Bagi yang ditinggalkan, secara mental tidak akan siap menerima kenyataan bahwa perpisahan telah
terjadi.

Pada poin ini, kita sampai pada reaksi seseorang dalam memberi nilai terhadap yang terjadi dari
hasil kolaborasi antara waktu dan tempat. Siap dan tidaknya seseorang dalam menghadapi situasi
yang rumit ini tentu saja akan mengganggu mental, dan juga kesiapan mental yang harus disiapkan
haruslah matang.

Ketakutan Menjadi Begitu Menakutkan

Berangkat dari penilaian kita terhadap apapun yang terjadi, akan ada pengaruhnya pada kita ketika
reaksinya kita balas dengan aksi dalam berbagai bentuk apa pun. Sering kali ungkapan ekspresi
yang ditunjukkan membawa pengaruh buruk kepada diri sendiri, orang lain, maupun lingkungan
alam. Ini justru memperburuk keadaan ketika tindakan asosial dan amoral sebagai bentuk respons
dari ketakutan.

Akan begitu menyedihkan atau barangkali kita tidak pandai memberi nilai bagi sesuatu yang buruk
lalu memaksa ketakutan pun hadir menaungi diri kita dan dengan peran ego yang menjadi bumbu
pengawet agar kita menghamba pada ketakutan dan berperilaku buruk. Seperti yang dimaksudkan
oleh Sigmund Freud tentang ketakutan irasional, keteganganlah yang memaksa seseorang untuk
melakukan sesuatu lalu merugikan banyak pihak.
Kunci utamanya terletak pada pikiran dan hati.

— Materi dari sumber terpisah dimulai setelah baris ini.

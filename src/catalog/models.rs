//! Auction catalog data models

use chrono::{DateTime, Utc};
use serde::{Deserialize, Serialize};

use crate::common::{generate_category_id, generate_product_id};
use crate::users::models::User;

/// Currency an auction is denominated in.
#[derive(Debug, Clone, Copy, PartialEq, Eq, Serialize, Deserialize)]
#[serde(rename_all = "UPPERCASE")]
pub enum Currency {
    Ron,
    Eur,
    Usd,
    Gbp,
}

/// Product category, optionally nested under a parent.
///
/// Validation only checks the category's own name; parent chains are not
/// traversed.
#[derive(Debug, Clone, Serialize, Deserialize)]
pub struct Category {
    pub id: String,
    pub name: String,
    pub parent: Option<Box<Category>>,
}

impl Category {
    pub fn new(name: &str, parent: Option<Category>) -> Self {
        Self {
            id: generate_category_id(),
            name: name.to_string(),
            parent: parent.map(Box::new),
        }
    }
}

/// Auctioned product. The auction is active between `start_date` and
/// `end_date` and counts as ended once the current time passes `end_date`.
#[derive(Debug, Clone, Serialize, Deserialize)]
pub struct Product {
    pub id: String,
    pub name: String,
    pub description: String,
    pub category: Category,
    pub starting_price: f64,
    pub currency: Currency,
    pub seller: User,
    pub start_date: DateTime<Utc>,
    pub end_date: DateTime<Utc>,
    pub created_at: Option<DateTime<Utc>>,
    pub terminated_at: Option<DateTime<Utc>>,
}

impl Product {
    #[allow(clippy::too_many_arguments)]
    pub fn new(
        name: &str,
        description: &str,
        category: Category,
        starting_price: f64,
        currency: Currency,
        seller: User,
        start_date: DateTime<Utc>,
        end_date: DateTime<Utc>,
    ) -> Self {
        Self {
            id: generate_product_id(),
            name: name.to_string(),
            description: description.to_string(),
            category,
            starting_price,
            currency,
            seller,
            start_date,
            end_date,
            created_at: Some(Utc::now()),
            terminated_at: None,
        }
    }
}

Untuk menghindari hal-hal yang buruk haruslah kita
mulai dari akarnya sehingga pikiranlah yang mendapat peran penting untuk mencerna lebih dahulu,
barulah kita narasikan dalam bentuk positif atau negatif, tergantung dari pikiran kita sendirilah yang
mengolahnya menjadi suatu nilai yang mempunyai makna. Apakah masih sangat mengerikan
ketakutan itu?

Kehadirannya yang sangat melekat pada sifat manusiawi kita, harus diapresiasikan sebagai salah
satu dari kekayaan rasa yang kita miliki, namun perlahan juga kita harus mempertanyakan apakah
kita siap untuk menerima ketika dengan cepat perasaan kita berubah-ubah ini?

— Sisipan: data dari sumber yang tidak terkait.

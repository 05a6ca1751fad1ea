// src/catalog/validators.rs

use super::models::{Category, Product};
use crate::common::{ValidationResult, Validator};
use crate::users::validators::UserValidator;

pub const CATEGORY_NAME_MAX_LEN: usize = 100;
pub const PRODUCT_NAME_MAX_LEN: usize = 250;
pub const PRODUCT_DESCRIPTION_MAX_LEN: usize = 500;

// ============================================================================
// Category Validator
// ============================================================================

pub struct CategoryValidator;

impl Validator<Category> for CategoryValidator {
    fn validate(&self, data: &Category) -> ValidationResult {
        let mut result = ValidationResult::new();

        if data.name.trim().is_empty() {
            result.add_error("name", "Category name is required");
        } else if data.name.chars().count() > CATEGORY_NAME_MAX_LEN {
            result.add_error("name", "Category name must not exceed 100 characters");
        }

        // Parent categories are presence-only; their own validity is checked
        // when they are persisted, not on every child.

        result
    }
}

// ============================================================================
// Product Validator
// ============================================================================

/// Validates a product together with its owned sub-entities, depth-first:
/// category before seller.
pub struct ProductValidator;

impl Validator<Product> for ProductValidator {
    fn validate(&self, data: &Product) -> ValidationResult {
        let mut result = ValidationResult::new();

        if data.name.trim().is_empty() {
            result.add_error("name", "Product name is required");
        } else if data.name.chars().count() > PRODUCT_NAME_MAX_LEN {
            result.add_error("name", "Product name must not exceed 250 characters");
        }

        if data.description.trim().is_empty() {
            result.add_error("description", "Product description is required");
        } else if data.description.chars().count() > PRODUCT_DESCRIPTION_MAX_LEN {
            result.add_error(
                "description",
                "Product description must not exceed 500 characters",
            );
        }

        result.merge_under("category", CategoryValidator.validate(&data.category));

        // Negated comparison so NaN fails too
        if !(data.starting_price >= 0.0) {
            result.add_error("starting_price", "Starting price must be a non-negative number");
        }

        result.merge_under("seller", UserValidator.validate(&data.seller));

        if data.end_date <= data.start_date {
            result.add_error("end_date", "End date must be after the start date");
        }

        result
    }
}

Ketakutan akan selalu mendapatkan tempat baginya sendiri yang telah siap dan dengan cermat
mengantisipasi dalam menanggulangi dampak-dampak dari rasa takut yang berlebihan. Mungkin
kita perlu perbaikan mental, mempersiapkan mental, mengolah rasa empati kita terhadap sesuatu
dll.

Tanpa sengaja, ketakutan memberi tanda atau semacam pengingat pada kita bahwa mental kita lagi
bermasalah. Berarti ketakutan menjadi hal yang sangat positif ketika kita melihatnya dari sisi yang
positif seperti ini.

Anak-Anak Muda di Yogyakarta

Cultural shock yang akhir-akhir ini sering kita temui pada anak-anak muda yang disebabkan oleh
perubahan sosial. Gaya hidup yang makin beragam, menuntut anak-anak muda dalam pencarian
jati diri sehingga harus terlihat berbeda dengan yang lainnya. Ingin tampil beda dan ingin diakui oleh
orang-orang bahwa anak-anak muda di zaman sekarang bisa melahirkan satu varian baru yang
berbeda, akhirnya mereka dituntut dengan sendirinya bahwa harus mampu memenuhi pencarian jati
diri semasa muda mereka.

Gaya hidup konsumsi yang menjadi tawaran pada anak-anak mudalah yang menyebabkan
terjadinya pergeseran budaya. Meskipun pada kenyataannya bahwa anak-anak muda berada di
posisi yang dilematis antara adat budaya Jawa yang harus dilestarikan dan kehidupan modern yang
semakin merambah kota Yogyakarta.

“Tanpa pengendalian, alam akan menghukum manusia sesuai dengan tindakannya.” Inilah
pengendalian diri ala Mohandas Karamchand Gandhi, atau lebih dikenal dengan Gandhi.
Pengendalian yang dimaksudkan adalah pengendalian dari ‘dalam’ dengan penuh kesadaran terkait
ihwal yang diucap, dipikir, diresap, hingga ditindak. Pikiran yang ditawarkan ala Ghandi adalah apa
yang berkaitan dengan olahan rasa dari dalam bukannya pengendalian dari luar.